**PROMPT:** Scan the data below for lines holding the word "text", and copy each line found.
[RECORDS FOR THIS EXERCISE Boundary: Start]
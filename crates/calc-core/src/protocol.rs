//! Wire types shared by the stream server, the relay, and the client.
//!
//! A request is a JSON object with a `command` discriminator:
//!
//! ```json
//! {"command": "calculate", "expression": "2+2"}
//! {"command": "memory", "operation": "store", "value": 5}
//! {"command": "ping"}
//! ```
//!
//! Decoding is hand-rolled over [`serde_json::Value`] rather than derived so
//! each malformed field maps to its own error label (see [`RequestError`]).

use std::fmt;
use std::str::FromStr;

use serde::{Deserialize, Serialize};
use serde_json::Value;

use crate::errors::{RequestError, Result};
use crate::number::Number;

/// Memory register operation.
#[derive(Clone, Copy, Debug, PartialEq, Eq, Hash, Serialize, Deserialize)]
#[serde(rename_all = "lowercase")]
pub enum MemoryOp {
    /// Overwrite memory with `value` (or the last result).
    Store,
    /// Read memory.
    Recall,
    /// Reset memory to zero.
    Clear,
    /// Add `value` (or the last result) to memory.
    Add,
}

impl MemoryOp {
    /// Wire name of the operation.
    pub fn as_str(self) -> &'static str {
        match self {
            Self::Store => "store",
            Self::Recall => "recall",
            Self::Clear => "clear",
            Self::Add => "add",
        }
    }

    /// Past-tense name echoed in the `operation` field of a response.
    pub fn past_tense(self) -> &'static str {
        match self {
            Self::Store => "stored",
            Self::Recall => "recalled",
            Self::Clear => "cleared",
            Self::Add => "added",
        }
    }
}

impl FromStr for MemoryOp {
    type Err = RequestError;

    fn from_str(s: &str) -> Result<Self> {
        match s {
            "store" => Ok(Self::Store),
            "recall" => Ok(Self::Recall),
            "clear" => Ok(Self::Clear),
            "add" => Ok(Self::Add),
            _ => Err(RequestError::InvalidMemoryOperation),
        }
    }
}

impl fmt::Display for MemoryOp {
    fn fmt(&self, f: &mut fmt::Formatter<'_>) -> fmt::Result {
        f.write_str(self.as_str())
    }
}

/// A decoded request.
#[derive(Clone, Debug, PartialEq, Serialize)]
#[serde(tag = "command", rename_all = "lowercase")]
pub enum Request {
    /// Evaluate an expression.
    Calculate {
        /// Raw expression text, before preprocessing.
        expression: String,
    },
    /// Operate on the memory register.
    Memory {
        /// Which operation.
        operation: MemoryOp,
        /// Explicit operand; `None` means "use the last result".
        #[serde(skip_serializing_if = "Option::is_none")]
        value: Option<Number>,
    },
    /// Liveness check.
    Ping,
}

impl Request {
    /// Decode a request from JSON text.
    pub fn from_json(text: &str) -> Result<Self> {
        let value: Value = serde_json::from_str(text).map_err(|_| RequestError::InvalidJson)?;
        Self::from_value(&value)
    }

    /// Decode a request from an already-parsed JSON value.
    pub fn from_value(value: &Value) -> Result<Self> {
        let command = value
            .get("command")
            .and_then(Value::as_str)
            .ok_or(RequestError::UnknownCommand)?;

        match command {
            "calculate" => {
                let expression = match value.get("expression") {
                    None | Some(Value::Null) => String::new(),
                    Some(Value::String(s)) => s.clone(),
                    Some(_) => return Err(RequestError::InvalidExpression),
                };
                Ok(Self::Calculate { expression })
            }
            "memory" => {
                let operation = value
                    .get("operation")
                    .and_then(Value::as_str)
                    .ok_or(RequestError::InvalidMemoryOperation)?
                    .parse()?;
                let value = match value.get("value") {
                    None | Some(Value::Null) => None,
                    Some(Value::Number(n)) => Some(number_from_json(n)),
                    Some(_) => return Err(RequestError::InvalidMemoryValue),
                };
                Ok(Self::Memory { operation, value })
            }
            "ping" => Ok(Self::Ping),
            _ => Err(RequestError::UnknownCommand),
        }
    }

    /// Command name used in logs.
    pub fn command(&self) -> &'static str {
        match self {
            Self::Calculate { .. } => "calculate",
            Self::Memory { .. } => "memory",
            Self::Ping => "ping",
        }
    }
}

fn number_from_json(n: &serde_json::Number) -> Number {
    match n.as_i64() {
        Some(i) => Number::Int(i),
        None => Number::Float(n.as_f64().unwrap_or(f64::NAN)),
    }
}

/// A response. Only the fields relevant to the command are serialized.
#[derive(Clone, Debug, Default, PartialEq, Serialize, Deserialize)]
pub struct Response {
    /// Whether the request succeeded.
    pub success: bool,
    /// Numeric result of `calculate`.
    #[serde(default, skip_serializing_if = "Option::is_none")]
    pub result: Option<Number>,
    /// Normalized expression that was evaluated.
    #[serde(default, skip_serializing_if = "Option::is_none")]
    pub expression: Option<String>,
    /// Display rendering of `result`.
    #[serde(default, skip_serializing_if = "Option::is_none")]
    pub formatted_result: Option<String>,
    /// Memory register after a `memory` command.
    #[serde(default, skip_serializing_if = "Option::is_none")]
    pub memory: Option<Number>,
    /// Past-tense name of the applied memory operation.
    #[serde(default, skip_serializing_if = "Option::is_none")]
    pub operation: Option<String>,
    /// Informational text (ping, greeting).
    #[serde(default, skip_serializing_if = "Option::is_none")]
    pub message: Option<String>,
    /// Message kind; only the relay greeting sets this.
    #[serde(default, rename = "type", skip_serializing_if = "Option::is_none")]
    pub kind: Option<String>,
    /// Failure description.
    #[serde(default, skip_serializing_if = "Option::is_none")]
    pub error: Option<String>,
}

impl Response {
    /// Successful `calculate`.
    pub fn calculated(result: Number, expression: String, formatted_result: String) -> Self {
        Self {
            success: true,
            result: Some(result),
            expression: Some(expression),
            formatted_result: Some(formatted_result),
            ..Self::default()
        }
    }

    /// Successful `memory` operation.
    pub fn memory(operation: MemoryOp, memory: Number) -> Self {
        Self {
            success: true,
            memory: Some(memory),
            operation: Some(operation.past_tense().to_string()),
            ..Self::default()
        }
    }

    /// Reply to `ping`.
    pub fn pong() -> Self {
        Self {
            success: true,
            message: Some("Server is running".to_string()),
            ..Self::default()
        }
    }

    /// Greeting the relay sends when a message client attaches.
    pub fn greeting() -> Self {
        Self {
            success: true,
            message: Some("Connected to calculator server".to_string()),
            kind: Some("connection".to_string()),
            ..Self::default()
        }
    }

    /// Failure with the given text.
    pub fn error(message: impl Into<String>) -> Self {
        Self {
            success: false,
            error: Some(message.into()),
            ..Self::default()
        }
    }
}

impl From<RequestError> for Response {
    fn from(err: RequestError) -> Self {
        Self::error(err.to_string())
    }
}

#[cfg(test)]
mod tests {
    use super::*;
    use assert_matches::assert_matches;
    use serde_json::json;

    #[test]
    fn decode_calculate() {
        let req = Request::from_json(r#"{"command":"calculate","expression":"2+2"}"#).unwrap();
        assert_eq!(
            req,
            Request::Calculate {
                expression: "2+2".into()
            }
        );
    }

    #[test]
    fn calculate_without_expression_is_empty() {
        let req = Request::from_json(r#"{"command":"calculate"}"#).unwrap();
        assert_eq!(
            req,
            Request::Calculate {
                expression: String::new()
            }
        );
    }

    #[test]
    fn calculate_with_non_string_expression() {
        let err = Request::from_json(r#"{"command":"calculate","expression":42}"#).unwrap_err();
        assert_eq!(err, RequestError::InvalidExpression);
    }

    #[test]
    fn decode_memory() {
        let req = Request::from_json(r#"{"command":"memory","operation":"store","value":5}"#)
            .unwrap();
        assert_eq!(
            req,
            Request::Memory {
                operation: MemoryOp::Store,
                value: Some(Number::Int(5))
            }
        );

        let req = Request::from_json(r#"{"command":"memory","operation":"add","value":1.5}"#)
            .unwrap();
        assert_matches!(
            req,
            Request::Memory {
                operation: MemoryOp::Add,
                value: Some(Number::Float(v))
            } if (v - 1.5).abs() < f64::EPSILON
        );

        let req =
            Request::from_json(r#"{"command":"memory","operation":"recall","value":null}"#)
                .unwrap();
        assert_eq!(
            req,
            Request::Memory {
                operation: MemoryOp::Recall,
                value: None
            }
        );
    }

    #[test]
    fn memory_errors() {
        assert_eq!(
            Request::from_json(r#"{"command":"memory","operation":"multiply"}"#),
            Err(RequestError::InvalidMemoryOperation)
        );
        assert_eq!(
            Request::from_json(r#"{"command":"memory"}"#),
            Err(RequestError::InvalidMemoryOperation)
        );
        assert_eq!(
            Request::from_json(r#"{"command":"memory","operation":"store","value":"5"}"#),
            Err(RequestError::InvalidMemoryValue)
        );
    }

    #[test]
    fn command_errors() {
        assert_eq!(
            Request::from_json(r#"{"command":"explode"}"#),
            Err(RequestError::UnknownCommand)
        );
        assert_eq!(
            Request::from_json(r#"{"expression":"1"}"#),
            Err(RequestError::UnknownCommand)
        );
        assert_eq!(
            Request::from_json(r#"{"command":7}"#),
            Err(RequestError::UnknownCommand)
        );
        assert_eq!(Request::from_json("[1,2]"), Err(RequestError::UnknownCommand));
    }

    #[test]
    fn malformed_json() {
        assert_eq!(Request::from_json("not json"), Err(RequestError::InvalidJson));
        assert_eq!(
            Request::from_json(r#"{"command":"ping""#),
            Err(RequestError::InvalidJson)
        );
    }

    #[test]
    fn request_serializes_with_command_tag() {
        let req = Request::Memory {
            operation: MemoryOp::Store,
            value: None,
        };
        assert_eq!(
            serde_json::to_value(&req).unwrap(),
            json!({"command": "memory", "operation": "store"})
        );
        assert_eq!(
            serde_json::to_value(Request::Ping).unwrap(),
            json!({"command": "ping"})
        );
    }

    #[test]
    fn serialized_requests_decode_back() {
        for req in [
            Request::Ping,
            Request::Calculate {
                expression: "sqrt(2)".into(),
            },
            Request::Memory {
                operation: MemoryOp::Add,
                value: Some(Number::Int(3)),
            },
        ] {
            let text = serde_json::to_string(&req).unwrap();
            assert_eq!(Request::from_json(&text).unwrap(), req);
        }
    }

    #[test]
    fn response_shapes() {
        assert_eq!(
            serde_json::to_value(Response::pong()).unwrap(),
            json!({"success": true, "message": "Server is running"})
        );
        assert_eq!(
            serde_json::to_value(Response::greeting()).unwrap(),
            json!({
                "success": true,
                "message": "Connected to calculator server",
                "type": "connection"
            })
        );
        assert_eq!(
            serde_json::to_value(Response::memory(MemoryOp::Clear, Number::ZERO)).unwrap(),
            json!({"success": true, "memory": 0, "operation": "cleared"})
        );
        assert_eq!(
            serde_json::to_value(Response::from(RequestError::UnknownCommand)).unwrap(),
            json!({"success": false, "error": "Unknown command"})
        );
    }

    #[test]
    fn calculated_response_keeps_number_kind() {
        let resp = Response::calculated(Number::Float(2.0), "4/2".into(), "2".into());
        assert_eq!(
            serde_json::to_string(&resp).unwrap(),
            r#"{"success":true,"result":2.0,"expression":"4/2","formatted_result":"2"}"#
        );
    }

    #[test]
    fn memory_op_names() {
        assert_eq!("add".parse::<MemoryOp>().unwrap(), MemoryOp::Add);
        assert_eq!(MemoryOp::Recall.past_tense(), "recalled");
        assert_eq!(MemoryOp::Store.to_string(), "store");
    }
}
[RECORDS FOR THIS EXERCISE Boundary: End]
**TASK RESPONSE:**
        /// Raw expression text, before preprocessing.
    /// Decode a request from JSON text.
    pub fn from_json(text: &str) -> Result<Self> {
        let value: Value = serde_json::from_str(text).map_err(|_| RequestError::InvalidJson)?;
    /// Informational text (ping, greeting).
    /// Failure with the given text.
            let text = serde_json::to_string(&req).unwrap();
            assert_eq!(Request::from_json(&text).unwrap(), req);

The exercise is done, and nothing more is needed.